Bioorthogonal Radiolabeling of Azide-Modified Bacteria Using [¹⁸F]FB-sulfo-DBCO

Purpose: This study was motivated by the need for better positron emission tomography (PET)-compatible tools to image bacterial infection. Our previous efforts have targeted bacteria-specific metabolism via assimilation of carbon-11 labeled d-amino acids into the bacterial cell wall. Since the chemical determinants of this incorporation are not fully understood, we sought a high-throughput method to label d-amino acid derived structures with fluorine-18. Our strategy employed a chemical biology approach, whereby an azide (-N-3) bearing d-amino acid is incorporated into peptidoglycan muropeptides, with subsequent "click" cycloaddition with an F-18-labeled strained cyclooctyne partner. Procedures: A water-soluble, F-18-labeled and dibenzocyclooctyne (DBCO)-derived radiotracer ([F-18]FB-sulfo-DBCO) was synthesized.
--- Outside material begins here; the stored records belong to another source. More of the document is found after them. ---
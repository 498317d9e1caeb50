//! Leaf event processing
//!
//! Turns leaf state changes into hierarchy walks, applies them to the
//! aggregate store, and records throughput and latency counters for the
//! telemetry rollup. Events that fail resolution are logged and dropped so a
//! single bad label set cannot stall the stream.

use crate::config::Config;
use crate::definitions::{DefinitionTable, InstanceIdentityLabelSet};
use crate::error::{ConfigError, IngestError, ResolutionError};
use crate::events::{LeafStateChange, ResolutionStep};
use crate::resolution::HierarchyWalker;
use crate::telemetry::TelemetryHandle;
use crate::tree::AggregateStore;
use chrono::Utc;
use log::{debug, error, warn};
use std::io::BufRead;
use std::sync::Arc;
use std::time::Instant;

/// Counts of handled events
#[derive(Debug, Clone, Copy, Default, PartialEq, Eq)]
pub struct ProcessingStats {
    pub processed: u64,
    pub dropped: u64,
}

/// Applies leaf state changes to the monitor tree
pub struct EventProcessor {
    walker: HierarchyWalker,
    store: AggregateStore,
    telemetry: Option<TelemetryHandle>,
    stats: ProcessingStats,
}

impl EventProcessor {
    pub fn new(walker: HierarchyWalker) -> Self {
        Self {
            walker,
            store: AggregateStore::new(),
            telemetry: None,
            stats: ProcessingStats::default(),
        }
    }

    /// Build a processor from validated configuration
    ///
    /// # Errors
    ///
    /// Returns the first configuration error found by [`Config::validate`].
    pub fn from_config(config: &Config) -> Result<Self, ConfigError> {
        config.validate()?;
        let table: Arc<DefinitionTable> = Arc::new(config.definition_table()?);
        let identities: Arc<InstanceIdentityLabelSet> = Arc::new(config.identity_labels());
        Ok(Self::new(HierarchyWalker::new(table, identities)))
    }

    /// Record flush and latency counters through `telemetry`
    pub fn with_telemetry(mut self, telemetry: TelemetryHandle) -> Self {
        self.telemetry = Some(telemetry);
        self
    }

    /// Resolve an event and apply it to the store
    ///
    /// # Errors
    ///
    /// Returns the resolution error; the store is left untouched in that case.
    pub fn process(
        &mut self,
        event: &LeafStateChange,
    ) -> Result<Vec<ResolutionStep>, ResolutionError> {
        let started = Instant::now();
        let instance = event.instance();

        let steps = self.walker.walk(&instance)?;
        let leaf_instance_id = self.walker.leaf_instance_id(&instance)?;
        self.store.apply(event, &leaf_instance_id, &steps);

        if let Some(telemetry) = &self.telemetry {
            let size_bytes = serde_json::to_vec(event)
                .map(|bytes| bytes.len() as u64)
                .unwrap_or(0);
            let time_taken_ms = started.elapsed().as_secs_f64() * 1000.0;
            let latency_ms = (Utc::now() - event.timestamp).num_milliseconds().max(0) as f64;

            let recorded = telemetry
                .record_flush(1, size_bytes, time_taken_ms)
                .and_then(|_| telemetry.record_latency(latency_ms, leaf_instance_id.as_str()));
            if let Err(e) = recorded {
                debug!("Telemetry not recorded: {}", e);
            }
        }

        Ok(steps)
    }

    /// Process an event, logging and dropping it on failure
    ///
    /// Returns `true` if the event was applied.
    pub fn handle(&mut self, event: &LeafStateChange) -> bool {
        match self.process(event) {
            Ok(steps) => {
                self.stats.processed += 1;
                debug!(
                    "Applied '{}' through {} aggregate levels",
                    event.monitor_id,
                    steps.len()
                );
                true
            }
            Err(e @ ResolutionError::MissingIdentityDefinition { .. }) => {
                self.stats.dropped += 1;
                error!(
                    "Configuration error while resolving '{}': {}",
                    event.monitor_id, e
                );
                false
            }
            Err(e) => {
                self.stats.dropped += 1;
                warn!("Dropping event for '{}': {}", event.monitor_id, e);
                false
            }
        }
    }

    pub fn store(&self) -> &AggregateStore {
        &self.store
    }

    pub fn stats(&self) -> ProcessingStats {
        self.stats
    }
}

/// Read leaf state changes from JSON lines
///
/// Blank lines are skipped. Each malformed line yields an error but does not
/// end the stream.
pub fn read_events<R: BufRead>(
    reader: R,
) -> impl Iterator<Item = Result<LeafStateChange, IngestError>> {
    reader
        .lines()
        .enumerate()
        .filter_map(|(index, line)| match line {
            Err(e) => Some(Err(IngestError::IoError(e))),
            Ok(line) if line.trim().is_empty() => None,
            Ok(line) => Some(serde_json::from_str(&line).map_err(|e| {
                IngestError::ParseError {
                    line: index + 1,
                    reason: e.to_string(),
                }
            })),
        })
}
This tracer was incubated with pathogenic bacteria treated with azide-bearing d-amino acids, and incorporated F-18 was determined via gamma counting. In vitro uptake in bacteria previously treated with azide-modified d-amino acids was compared to that in cultures treated with amino acid controls. The biodistribution of [F-18]FB-sulfo-DBCO was studied in a cohort of healthy mice with implications for future in vivo imaging. Results: The new strain-promoted azide-alkyne cycloaddition (SPAAC) radiotracer [F-18]FB-sulfo-DBCO was synthesized with high radiochemical yield and purity via N-succinimidyl 4-[F-18]fluorobenzoate ([F-18]SFB). Accumulation of [F-18]FB-sulfo-DBCO was significantly higher in several bacteria treated with azide-modified d-amino acids than in controls; for example, we observed 7 times greater [F-18]FB-sulfo-DBCO ligation in Staphylococcus aureus cultures incubated with 3-azido-d-alanine versus those incubated with d-alanine. Conclusions: The SPAAC radiotracer [F-18]FB-sulfo-DBCO was validated in vitro via metabolic labeling of azide-bearing peptidoglycan muropeptides. d-Amino acid-derived PET radiotracers may be more efficiently screened via [F-18]FB-sulfo-DBCO modification.